Hadoop for .NET Developers: Programmatically Loading Data to HDFS


NOTE This post is one in a series on Hadoop for .NET Developers.

In the last blog post in this series, we discussed how to manually load data to a cluster.  While this is fine for occasional needs, a programmatic approach is more typically preferred.  To enable this, Hadoop presents a REST interface on HTTP port 50070.  And while you could program data loads directly against that interface, the .NET SDK makes available a WebHDFS client to simplify the process.

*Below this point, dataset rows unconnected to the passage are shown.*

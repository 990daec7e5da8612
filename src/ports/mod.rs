//! Ports - Interfaces for external dependencies.
//!
//! Following hexagonal architecture, ports define the contracts between
//! the realtime core and the outside world. Adapters implement these ports.
//!
//! - `MessageBroker` - Publish/subscribe transport (Redis in production)
//! - `EventPublisher` - Fire-and-forget interface CRUD handlers emit events through
//! - `SessionValidator` - Token validation supplied by the auth collaborator

mod event_publisher;
mod message_broker;
mod session_validator;

pub use event_publisher::EventPublisher;
pub use message_broker::{
    BrokerError, BrokerMessage, BrokerMessageStream, BrokerSubscription, MessageBroker,
    SubscriptionControl,
};
pub use session_validator::SessionValidator;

To make use of the WebHDFS client, you must have knowledge of which storage system is used within the cluster to which you are loading data.  By default, the WebHDFS client assumes the target cluster employs HDFS.  (If you are loading to HDInsight in Azure, AVS is employed there and some slightly different steps are employed with the client to load data.  Examples of loading data to HDInsight in Azure using the WebHDFS are available in online documentation.)  In this post, we will focus on the use of the WebHDFS client against our local desktop development cluster which makes use of HDFS.   These steps work equally well whether the cluster is local or remote to the application so long as the cluster makes use of HDFS:

1. Launch Visual Studio and create a new C# console application.

2. Using the NuGet package manager, add the Microsoft .NET API for Hadoop WebClient package to your project.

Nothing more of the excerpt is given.